It is a tea that has been enjoyed long before it became the most adored hot cuppa to post on Instagram.
Matcha — once only shared amongst the highest nobility in Japan — has transcended from simply being an aristocratic beverage to one of the most lauded superfoods today. Besides its long list of health benefits, matcha is also backed by remarkable culture and tradition, which should still be celebrated, more so in our fast-paced modern world.
Like all teas, matcha is graded by quality and provenance, and comes with its own set of rules for preparation. We break down everything you need to know about this verdant super-drink below.
[Featured Image Credit: Mae Mu/Unsplash; Hero Image Credit: Alice Pasqual/Unsplash]
Matcha is derived from the same Camellia Sinesis plant that all true teas come from, including oolong, black tea, and regular green tea. The only difference lies in the growing, harvesting, and production style.
Unlike other teas, matcha is the only form of green tea where you consume the whole leaf. These leaves are gradually shade-grown — often in near-darkness by harvest time — to crank up production of of chlorophyll and amino acids. Only the smallest and youngest parts of the plant are chosen, steamed, dried, and sorted for grade in a laborious, time-consuming process to ensure the integrity of the tea, before getting de-stemmed and de-veined to become tencha. These leaves are then stone-ground into a delicate powder, hence the name “matcha”, or “ground tea” in English.
Matcha is always a brighter and frothier green than regular green tea thanks to its high levels of chlorophyll. Equipment is an essential part of the experience and key to making good matcha. In contrast to contemporary matcha culture ( think a green tea latte from Starbucks), traditional Japanese tea ceremonies called chanoyu are centered around the preparation and offering of matcha, and involves specific tools like the chawan (tea bowl), chashaku (bamboo tea spoon), and chasen (tea whisk).

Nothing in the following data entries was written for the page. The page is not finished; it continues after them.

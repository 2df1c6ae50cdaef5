use std::{cmp::Ordering, collections::HashMap, sync::Arc};

use serde_json::Value;
use tokio::sync::RwLock;
use uuid::Uuid;

use crate::{
    db::document::{Collection, Document, DocumentStore, Query},
    error::{AppError, AppResult},
};

/// Appwrite's page size when a list has no limit clause
const DEFAULT_LIST_LIMIT: usize = 25;

/// Process-local document store with the same query semantics as the hosted one
///
/// Documents are kept in creation order, which is also the order lists return
/// them in when no ordering clause is given.
#[derive(Clone, Default)]
pub struct MemoryStore {
    collections: Arc<RwLock<HashMap<Collection, Vec<Document>>>>,
}

impl MemoryStore {
    pub fn new() -> Self {
        Self::default()
    }

    /// Snapshot of every document in a collection
    pub async fn documents(&self, collection: Collection) -> Vec<Document> {
        let collections = self.collections.read().await;
        collections.get(&collection).cloned().unwrap_or_default()
    }

    fn generated_id() -> String {
        let mut id = Uuid::new_v4().simple().to_string();
        id.truncate(20);
        id
    }

    fn into_fields(data: Value) -> AppResult<serde_json::Map<String, Value>> {
        match data {
            Value::Object(fields) => Ok(fields),
            other => Err(AppError::InvalidInput(format!(
                "Document data must be an object, got {}",
                other
            ))),
        }
    }

    fn compare_desc(attribute: &str, a: &Document, b: &Document) -> Ordering {
        let (a, b) = (a.fields.get(attribute), b.fields.get(attribute));
        match (a.and_then(Value::as_f64), b.and_then(Value::as_f64)) {
            (Some(a), Some(b)) => b.partial_cmp(&a).unwrap_or(Ordering::Equal),
            _ => {
                let a = a.and_then(Value::as_str).unwrap_or_default();
                let b = b.and_then(Value::as_str).unwrap_or_default();
                b.cmp(a)
            }
        }
    }

    fn not_found(collection: Collection, document_id: &str) -> AppError {
        AppError::NotFound(format!("document {} in {}", document_id, collection))
    }
}

#[async_trait::async_trait]
impl DocumentStore for MemoryStore {
    async fn list_documents(
        &self,
        collection: Collection,
        queries: &[Query],
    ) -> AppResult<Vec<Document>> {
        let collections = self.collections.read().await;
        let mut documents: Vec<Document> = collections
            .get(&collection)
            .map(|docs| {
                docs.iter()
                    .filter(|doc| {
                        queries.iter().all(|q| match q {
                            Query::Equal(attribute, value) => {
                                doc.fields.get(*attribute) == Some(value)
                            }
                            _ => true,
                        })
                    })
                    .cloned()
                    .collect()
            })
            .unwrap_or_default();

        let mut limit = DEFAULT_LIST_LIMIT;
        for query in queries {
            match query {
                Query::OrderDesc(attribute) => {
                    documents.sort_by(|a, b| Self::compare_desc(attribute, a, b))
                }
                Query::Limit(n) => limit = *n as usize,
                Query::Equal(..) => {}
            }
        }
        documents.truncate(limit);

        Ok(documents)
    }

    async fn create_document(
        &self,
        collection: Collection,
        document_id: Option<&str>,
        data: Value,
    ) -> AppResult<Document> {
        let fields = Self::into_fields(data)?;
        let id = document_id
            .map(str::to_string)
            .unwrap_or_else(Self::generated_id);

        let mut collections = self.collections.write().await;
        let documents = collections.entry(collection).or_default();

        if documents.iter().any(|doc| doc.id == id) {
            return Err(AppError::DocumentConflict(format!(
                "document {} in {}",
                id, collection
            )));
        }

        let document = Document { id, fields };
        documents.push(document.clone());
        Ok(document)
    }

    async fn update_document(
        &self,
        collection: Collection,
        document_id: &str,
        data: Value,
    ) -> AppResult<Document> {
        let fields = Self::into_fields(data)?;

        let mut collections = self.collections.write().await;
        let document = collections
            .get_mut(&collection)
            .and_then(|docs| docs.iter_mut().find(|doc| doc.id == document_id))
            .ok_or_else(|| Self::not_found(collection, document_id))?;

        document.fields.extend(fields);
        Ok(document.clone())
    }

    async fn delete_document(&self, collection: Collection, document_id: &str) -> AppResult<()> {
        let mut collections = self.collections.write().await;
        let documents = collections
            .get_mut(&collection)
            .ok_or_else(|| Self::not_found(collection, document_id))?;

        let position = documents
            .iter()
            .position(|doc| doc.id == document_id)
            .ok_or_else(|| Self::not_found(collection, document_id))?;

        documents.remove(position);
        Ok(())
    }

    async fn increment_attribute(
        &self,
        collection: Collection,
        document_id: &str,
        attribute: &str,
        by: i64,
    ) -> AppResult<Document> {
        let mut collections = self.collections.write().await;
        let document = collections
            .get_mut(&collection)
            .and_then(|docs| docs.iter_mut().find(|doc| doc.id == document_id))
            .ok_or_else(|| Self::not_found(collection, document_id))?;

        let current = match document.fields.get(attribute) {
            None | Some(Value::Null) => 0,
            Some(value) => value.as_i64().ok_or_else(|| {
                AppError::InvalidInput(format!("Attribute {} is not an integer", attribute))
            })?,
        };

        document
            .fields
            .insert(attribute.to_string(), Value::from(current + by));
        Ok(document.clone())
    }

    fn name(&self) -> &'static str {
        "memory"
    }
}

Its roots in Zen Buddhism means that its preparation is still considered a mindful practice today.
High-grade matcha is made from leaves that are hand-picked, and is sweet/umami and smooth with no traces of bitterness thanks to its high amino acid content. Because the main area of matcha cultivation in Japan is in Uji, a city south of Kyoto, it’s considered to have the ultimate terroir and is responsible for a majority of the country’s most distinguished (and also expensive) varieties.
Ceremonial grade matcha sits at the pinnacle of quality with a vibrant green hue. It’s incredibly pricey, and should be reserved for whisking in water and not your DIY matcha latte. To make fancy drinks, cakes, and other recipes, use culinary grade matcha, which is cheaper and wouldn’t mind being subjected to high heat and your manhandling. Colour is a telling indication of quality too, so avoid the ones that have a brownish green colour.
Matcha powder is also best mixed with water under 80 degrees Celsius. On the other hand, regular green tea is often boiled to 100 degrees Celsius, which destroys its nutritional benefits.
To put the nutritional profile of matcha into perspective, you’d have to drink 10 to 15 cups of regular green tea to match the nutrients of one cup of matcha.
This is because it’s higher in a catechin called EGCG, a potent antioxidant that stabilises harmful free radicals that typically damage cells and cause chronic disease and cancer. Beside being a nearly calorie-free beverage, matcha is also a great addition for those looking to shave grams off by also boosting metabolism and burning fat.
The high concentration of the amino acid L-theanine also promotes a state of relaxation and well-being, which makes it a much better alternative than coffee if you need caffeine but don’t want to get highly strung. Matcha is, after all, the choice of drink for monks who want to remain alert yet calm during hours of meditation.
This article first appeared on Lifestyle Asia Singapore.